Your instructions :: Taking the line that contains "let base = NVec3::new(0.3, -0.4, (1.0f64" as the first and the final line of the records as the last, write out every line between them exactly, ends included, and nothing else.

** Data to examine follows **

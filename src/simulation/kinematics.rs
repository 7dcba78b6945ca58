//! Per-frame orbital kinematics
//!
//! `step` recomputes every position field of a `BodySet` for a given time.
//! Order inside a step matters: sphere placement, then planets and big bodies,
//! then the grid dots (some of which follow a planet), then every moon, each
//! from its parent's finished screen position.

use nalgebra::{Rotation2, Rotation3, Vector3};

use crate::configuration::config::SphereMotionConfig;
use crate::device::profile::Viewport;
use crate::projection::shading::{depth_factor, MAIN_SPHERE_SHADING};
use crate::simulation::context::{Section, SimulationContext};
use crate::simulation::states::{
    BodySet, MainSphere, MoonSet, NVec2, NVec3, OrbitElements, OrbitState, OrbitingBody,
    ParticleMotion, SphereState,
};

/// Base radius of the sphere for a section
pub fn sphere_base_radius(motion: &SphereMotionConfig, viewport: Viewport, section: Section) -> f64 {
    let factor = match section {
        Section::Home => motion.home_radius_factor,
        Section::Me => motion.me_radius_factor,
    };
    viewport.min_side() * factor
}

/// Sphere centre, depth and radius at `time`
///
/// `home` follows an ellipse around the canvas centre with a vertical bob;
/// `me` pins the sphere to a fixed anchor with no depth motion.
pub fn place_sphere(
    motion: &SphereMotionConfig,
    breathing_amplitude: f64,
    viewport: Viewport,
    section: Section,
    time: f64,
) -> SphereState {
    let (cx, cy) = viewport.center();
    let z_range = viewport.width * motion.orbit_radius_z;

    let (center, z) = match section {
        Section::Home => {
            let angle = time * motion.orbit_speed;
            let x = cx + angle.cos() * viewport.width * motion.orbit_radius_x;
            let z = angle.sin() * z_range;
            let bob = (time * motion.oscillation_speed).sin() * motion.vertical_oscillation;
            let y = cy + (angle * 0.5).sin() * motion.vertical_wobble + bob;
            (NVec2::new(x, y), z)
        }
        Section::Me => (
            NVec2::new(viewport.width * motion.me_anchor_x, viewport.height * motion.me_anchor_y),
            0.0,
        ),
    };

    let base_radius = sphere_base_radius(motion, viewport, section);
    let breathing = (time * motion.oscillation_speed).sin() * breathing_amplitude;
    let scale = MAIN_SPHERE_SHADING.scale(depth_factor(z, z_range));

    SphereState {
        center,
        z,
        z_range,
        base_radius,
        radius: ((base_radius + breathing) * scale).max(0.0),
        spin: 0.0,
    }
}

/// View-space offset of an orbiting body, in pixels
///
/// 1. circle in the local plane, depth axis squashed by the eccentricity
/// 2. inclination about the view axis
/// 3. line of nodes about the vertical axis
/// 4. tilt about the horizontal axis, opening the orbit toward the viewer
pub fn orbit_offset(elements: &OrbitElements, time: f64, unit: f64) -> NVec3 {
    let angle = elements.angle_at(time);
    let r = elements.radius * unit;
    let local = NVec3::new(angle.cos() * r, 0.0, angle.sin() * r * elements.eccentricity);

    let inclination = Rotation3::from_axis_angle(&Vector3::z_axis(), elements.inclination);
    let node = Rotation3::from_axis_angle(&Vector3::y_axis(), elements.node);
    let tilt = Rotation3::from_axis_angle(&Vector3::x_axis(), elements.tilt);

    tilt * (node * (inclination * local))
}

/// Pixels per orbit-radius unit
pub fn orbit_unit(motion: &SphereMotionConfig, viewport: Viewport) -> f64 {
    viewport.min_side() * motion.orbit_unit_fraction
}

/// Largest |z| any body of the slice can reach
fn depth_range<B: OrbitingBody>(bodies: &[B], unit: f64) -> f64 {
    bodies.iter()
        .map(|b| b.elements().radius.abs() * b.elements().eccentricity.abs().max(1.0) * unit)
        .fold(0.0, f64::max)
}

fn step_orbiting<B: OrbitingBody>(bodies: &mut [B], center: NVec2, unit: f64, time: f64) {
    for body in bodies.iter_mut() {
        let offset = orbit_offset(body.elements(), time, unit);
        let state = OrbitState {
            screen: NVec2::new(center.x + offset.x, center.y + offset.y),
            z: offset.z,
        };
        let spin = time * body.spin_rate();
        body.set_motion(state, spin);

        let size = body.size();
        step_moons(body.moons_mut(), state.screen, size, time);
    }
}

/// Moons circle their parent's screen position; depth is relative to the parent
pub fn step_moons(moons: &mut MoonSet, parent: NVec2, parent_size: f64, time: f64) {
    for moon in moons.moons.iter_mut() {
        let a = time * moon.speed + moon.angle;
        let reach = moon.distance * parent_size;
        let flat = NVec2::new(a.cos() * reach, a.sin() * reach * moon.tilt.cos());
        let offset = Rotation2::new(moon.inclination) * flat;
        moon.state = OrbitState {
            screen: parent + offset,
            z: a.sin() * moon.tilt.sin(),
        };
    }
}

fn step_sphere_dots(sphere: &mut MainSphere, planets: &[OrbitState], planet_range: f64, time: f64) {
    let SphereState { center, radius, spin, .. } = sphere.state;
    let rotation = Rotation2::new(spin);

    for dot in sphere.dots.iter_mut() {
        let state = match dot.motion {
            ParticleMotion::Grid => grid_state(rotation, dot.particle.base, dot.jitter, center, radius),
            ParticleMotion::OrbitsMain { radius: r, speed, offset, tilt } => {
                let a = time * speed + offset;
                let pos = NVec3::new(a.cos() * r, a.sin() * r * tilt.cos(), a.sin() * r * tilt.sin());
                OrbitState {
                    screen: center + NVec2::new(pos.x, pos.y) * radius,
                    z: pos.z,
                }
            }
            ParticleMotion::OrbitsPlanet { planet, radius: r, speed, offset } => match planets.get(planet) {
                Some(host) => {
                    let a = time * speed + offset;
                    let z = if planet_range > 0.0 { (host.z / planet_range).clamp(-1.0, 1.0) } else { 0.0 };
                    OrbitState {
                        screen: host.screen + NVec2::new(a.cos(), a.sin()) * r * radius,
                        z,
                    }
                }
                None => grid_state(rotation, dot.particle.base, dot.jitter, center, radius),
            },
        };
        dot.state = state;

        let size = dot.particle.size;
        if let Some(moons) = dot.moons.as_mut() {
            step_moons(moons, state.screen, size, time);
        }
    }
}

fn grid_state(rotation: Rotation2<f64>, base: NVec3, jitter: NVec2, center: NVec2, radius: f64) -> OrbitState {
    let flat = rotation * (NVec2::new(base.x, base.y) + jitter);
    OrbitState {
        screen: center + flat * radius,
        z: base.z,
    }
}

/// Advance every body of the set to `time`, in place
pub fn step(bodies: &mut BodySet, time: f64, ctx: &SimulationContext) {
    let viewport = ctx.viewport;
    let sphere = &mut bodies.sphere;

    let mut placement = place_sphere(&sphere.motion, sphere.breathing_amplitude, viewport, ctx.section, time);
    placement.spin = time * sphere.grid_spin_speed;
    sphere.state = placement;

    let unit = orbit_unit(&sphere.motion, viewport);
    bodies.planet_depth_range = depth_range(&bodies.planets, unit);
    bodies.big_body_depth_range = depth_range(&bodies.big_bodies, unit);

    step_orbiting(&mut bodies.planets, placement.center, unit, time);
    step_orbiting(&mut bodies.big_bodies, placement.center, unit, time);

    let planet_states: Vec<OrbitState> = bodies.planets.iter().map(|p| p.state).collect();
    step_sphere_dots(&mut bodies.sphere, &planet_states, bodies.planet_depth_range, time);
}

#[cfg(test)]
mod tests {
    use super::*;

    fn elements(tilt: f64, inclination: f64, node: f64) -> OrbitElements {
        OrbitElements {
            radius: 2.0,
            speed: 0.5,
            phase: 0.3,
            direction: 1.0,
            eccentricity: 1.0,
            inclination,
            node,
            tilt,
        }
    }

    #[test]
    fn circular_orbit_keeps_its_radius_under_rotation() {
        let el = elements(0.7, 0.3, 1.9);
        for k in 0..50 {
            let p = orbit_offset(&el, k as f64 * 0.37, 100.0);
            assert!((p.norm() - 200.0).abs() < 1e-9);
        }
    }

    #[test]
    fn untilted_orbit_is_edge_on() {
        let el = elements(0.0, 0.0, 0.0);
        let p = orbit_offset(&el, 2.0, 10.0);
        assert!(p.y.abs() < 1e-12);
    }

    #[test]
    fn grid_spin_turns_in_the_screen_plane() {
        let base = NVec3::new(0.3, -0.4, (1.0f64 - 0.25).sqrt());
        let center = NVec2::new(500.0, 300.0);
        let rest = grid_state(Rotation2::new(0.0), base, NVec2::zeros(), center, 200.0);
        for k in 1..20 {
            let turned = grid_state(Rotation2::new(k as f64 * 0.4), base, NVec2::zeros(), center, 200.0);
            assert!(((turned.screen - center).norm() - (rest.screen - center).norm()).abs() < 1e-9);
            assert_eq!(turned.z, rest.z);
        }
    }

    #[test]
    fn direction_reverses_motion() {
        let mut el = elements(0.0, 0.0, 0.0);
        let forward = el.angle_at(1.0);
        el.direction = -1.0;
        let backward = el.angle_at(1.0);
        assert!(((forward - el.phase) + (backward - el.phase)).abs() < 1e-12);
    }
}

** End of Data to examine **

Response box ::
        let base = NVec3::new(0.3, -0.4, (1.0f64 - 0.25).sqrt());
        let center = NVec2::new(500.0, 300.0);
        let rest = grid_state(Rotation2::new(0.0), base, NVec2::zeros(), center, 200.0);
        for k in 1..20 {
            let turned = grid_state(Rotation2::new(k as f64 * 0.4), base, NVec2::zeros(), center, 200.0);
            assert!(((turned.screen - center).norm() - (rest.screen - center).norm()).abs() < 1e-9);
            assert_eq!(turned.z, rest.z);
        }
    }

    #[test]
    fn direction_reverses_motion() {
        let mut el = elements(0.0, 0.0, 0.0);
        let forward = el.angle_at(1.0);
        el.direction = -1.0;
        let backward = el.angle_at(1.0);
        assert!(((forward - el.phase) + (backward - el.phase)).abs() < 1e-12);
    }
}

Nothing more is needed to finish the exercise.